Since then, modelling studies tracing the spread of the infection predict that more than a million pregnant women may be at risk of infection across the Americas in the coming years.

More encouraging news though is that this week US scientists have announced that a drug that's already licensed and safe for use in pregnancy can block the spread of Zika from a mother's bloodstream into her developing baby.

Writing in the Journal of Experimental Medicine, Washington University, St Louis, scientist Indira Mysorekar and her colleagues have discovered that, in experimental mice at least, treatment with the anti-malarial hydroxychloroquine can protect developing mouse pups.

The team made the discovery while probing the mechanism by which Zika virus infects a growing baby.

"The placenta, which nourishes the developing foetus, is normally very good at protecting against infections," explains Mysorekar. "But some bacterial and viral infections have evolved to bypass this. And it turns out that Zika does this by hijacking the placental garbage disposal system!"

Essentially, Zika virus stages its break-in by standing on the rubbish bins to clamber over the placental perimeter fence. Cells, including in the placenta, have a system called autophagy, which is a process by which waste products are broken down and recycled within cells.

"Zika actually uses those materials," says Mysorekar. "So it actively stimulates the rate of recycling - or autophagy - in cells to boost the levels so that it grows better.

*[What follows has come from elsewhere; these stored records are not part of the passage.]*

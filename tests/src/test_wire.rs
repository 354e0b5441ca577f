#[cfg(test)]
mod test_wire {
    use std::net::TcpStream;
    use std::time::Duration;

    use common::config::EngineConfig;
    use common::err::CResult;
    use pretty_assertions::assert_eq;
    use server::declar::capability_flags::CapabilityFlags;
    use server::packet::end_of_file_packet::EndOfFilePacket;
    use server::packet::error_packet::ErrorPacket;
    use server::packet::handshake_packet::{
        HandshakeResponse41, HandshakeV10, NATIVE_PASSWORD_PLUGIN,
    };
    use server::packet::len_enc::read_len_enc_num;
    use server::packet::ok_packet::OkPacket;
    use server::packet::packet_channel::PacketChannel;
    use server::packet::result_set_row_packet::ResultSetRowPacket;
    use server::MySqlServer;

    const TEST_PORT: u16 = 33061;

    /// Minimal text-protocol client speaking to the real listener.
    struct TestClient {
        channel: PacketChannel<TcpStream>,
    }

    impl TestClient {
        fn connect(port: u16) -> CResult<TestClient> {
            let mut last_err = None;
            for _ in 0..50 {
                match TcpStream::connect(("127.0.0.1", port)) {
                    Ok(stream) => {
                        stream.set_read_timeout(Some(Duration::from_secs(5))).ok();
                        let mut client = TestClient {
                            channel: PacketChannel::new(stream),
                        };
                        client.handshake()?;
                        return Ok(client);
                    }
                    Err(err) => {
                        last_err = Some(err);
                        std::thread::sleep(Duration::from_millis(100));
                    }
                }
            }
            Err(last_err.expect("at least one connect attempt").into())
        }

        fn handshake(&mut self) -> CResult<()> {
            let (greeting, seq) = self.channel.read_packet()?;
            assert_eq!(seq, 0);
            let greeting = HandshakeV10::parse(&greeting)?;
            assert_eq!(greeting.protocol_version, 10);
            assert!(greeting.server_version.starts_with("8.0"));

            let response = HandshakeResponse41 {
                capabilities: CapabilityFlags::server_default().value(),
                max_packet_size: 1 << 24,
                character_set: 45,
                username: "root".to_string(),
                // empty password: empty token
                auth_response: Vec::new(),
                database: Some("main".to_string()),
                auth_plugin: Some(NATIVE_PASSWORD_PLUGIN.to_string()),
            };
            self.channel.write_packet(&response.serialize()?, 1)?;

            let (verdict, seq) = self.channel.read_packet()?;
            assert_eq!(seq, 2);
            assert_eq!(verdict[0], 0x00, "auth should succeed: {:?}", verdict);
            OkPacket::parse(&verdict)?;
            Ok(())
        }

        /// COM_QUERY returning a result set.
        fn query(&mut self, sql: &str) -> CResult<(Vec<String>, Vec<Vec<Option<String>>>)> {
            let mut payload = vec![0x03u8];
            payload.extend_from_slice(sql.as_bytes());
            self.channel.write_packet(&payload, 0)?;

            let (first, _) = self.channel.read_packet()?;
            if first[0] == 0xFF {
                let err = ErrorPacket::parse(&first)?;
                panic!("query failed: {} ({})", err.message, err.code);
            }
            let mut cursor = std::io::Cursor::new(first.as_slice());
            let column_count = read_len_enc_num(&mut cursor)? as usize;

            let mut columns = Vec::with_capacity(column_count);
            for _ in 0..column_count {
                let (def, _) = self.channel.read_packet()?;
                let def = server::packet::column_packet::ColumnDefinitionPacket::parse(&def)?;
                columns.push(def.name);
            }
            let (eof, _) = self.channel.read_packet()?;
            EndOfFilePacket::parse(&eof)?;

            let mut rows = Vec::new();
            loop {
                let (packet, _) = self.channel.read_packet()?;
                if packet[0] == 0xFE && packet.len() < 9 {
                    EndOfFilePacket::parse(&packet)?;
                    break;
                }
                rows.push(ResultSetRowPacket::parse(&packet)?.cells);
            }
            Ok((columns, rows))
        }

        /// COM_QUERY returning OK (DDL/DML).
        fn execute(&mut self, sql: &str) -> CResult<OkPacket> {
            let mut payload = vec![0x03u8];
            payload.extend_from_slice(sql.as_bytes());
            self.channel.write_packet(&payload, 0)?;
            let (packet, _) = self.channel.read_packet()?;
            if packet[0] == 0xFF {
                let err = ErrorPacket::parse(&packet)?;
                panic!("statement failed: {} ({})", err.message, err.code);
            }
            OkPacket::parse(&packet)
        }

        fn ping(&mut self) -> CResult<()> {
            self.channel.write_packet(&[0x0e], 0)?;
            let (packet, _) = self.channel.read_packet()?;
            assert_eq!(packet[0], 0x00);
            Ok(())
        }

        fn quit(mut self) {
            let _ = self.channel.write_packet(&[0x01], 0);
        }
    }

    fn start_server(port: u16) {
        let mut config = EngineConfig::default();
        config.server.host = "127.0.0.1".to_string();
        config.server.port = port;
        config.server.password = String::new();
        let srv = MySqlServer::new(config).expect("server builds");
        std::thread::spawn(move || {
            let _ = srv.serve_blocking();
        });
    }

    /// Spec scenario: connect, SELECT 1+2 AS x → one column `x`, one row
    /// `3`, connection stays usable.
    #[test]
    fn select_arithmetic_over_the_wire() {
        start_server(TEST_PORT);
        let mut client = TestClient::connect(TEST_PORT).expect("client connects");

        let (columns, rows) = client.query("SELECT 1+2 AS x").unwrap();
        assert_eq!(columns, vec!["x".to_string()]);
        assert_eq!(rows, vec![vec![Some("3".to_string())]]);

        // the connection must return to COMMAND_READY
        client.ping().unwrap();
        let (columns, rows) = client.query("SELECT 40 + 2 AS answer").unwrap();
        assert_eq!(columns, vec!["answer".to_string()]);
        assert_eq!(rows[0][0], Some("42".to_string()));
        client.quit();
    }

    #[test]
    fn ddl_dml_and_nulls_over_the_wire() {
        start_server(TEST_PORT + 1);
        let mut client = TestClient::connect(TEST_PORT + 1).expect("client connects");

        client
            .execute("CREATE TABLE wire_t (id INT PRIMARY KEY, name VARCHAR(16))")
            .unwrap();
        let ok = client
            .execute("INSERT INTO wire_t VALUES (1, 'a'), (2, NULL)")
            .unwrap();
        assert_eq!(ok.affected_rows, 2);

        let (columns, rows) = client
            .query("SELECT id, name FROM wire_t ORDER BY id")
            .unwrap();
        assert_eq!(columns, vec!["id".to_string(), "name".to_string()]);
        assert_eq!(rows.len(), 2);
        assert_eq!(rows[0], vec![Some("1".to_string()), Some("a".to_string())]);
        // null travels as the 0xFB marker, decoded to None
        assert_eq!(rows[1], vec![Some("2".to_string()), None]);

        // execution errors leave the connection open
        let mut payload = vec![0x03u8];
        payload.extend_from_slice(b"SELECT * FROM missing_table");
        client.channel.write_packet(&payload, 0).unwrap();
        let (packet, _) = client.channel.read_packet().unwrap();
        assert_eq!(packet[0], 0xFF);
        let err = ErrorPacket::parse(&packet).unwrap();
        assert_eq!(err.code, 1146);

        client.ping().unwrap();
        client.quit();
    }
}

And this is what gets it over the placental barrier and into the baby."

Mysorekar and her team confirmed their hypothesis by using drugs and genetic manipulations to increase or decrease the activity of the recycling system in cultured cells and pregnant mice.

Zika virus replication, they found was suppressed when autophagy was blocked. One of the drugs they tried was the anti-malarial agent hydroxychloroquine, which is already licensed for safe use during pregnancy "including during the critical first trimester," points out Mysorekar.

Compared with placebo-treated control animals, pups born to animals given the agent following infection with Zika during their pregnancy were protected.

Of course, a mouse is not a human, and mouse pregnancies proceed quite differently to humans, so these findings should be interpreted cautiously, not least because 80% of Zika infections are asymptomatic, so a pregnant woman would probably need to take the drug throughout her gestation, to prevent infection, which may be risky.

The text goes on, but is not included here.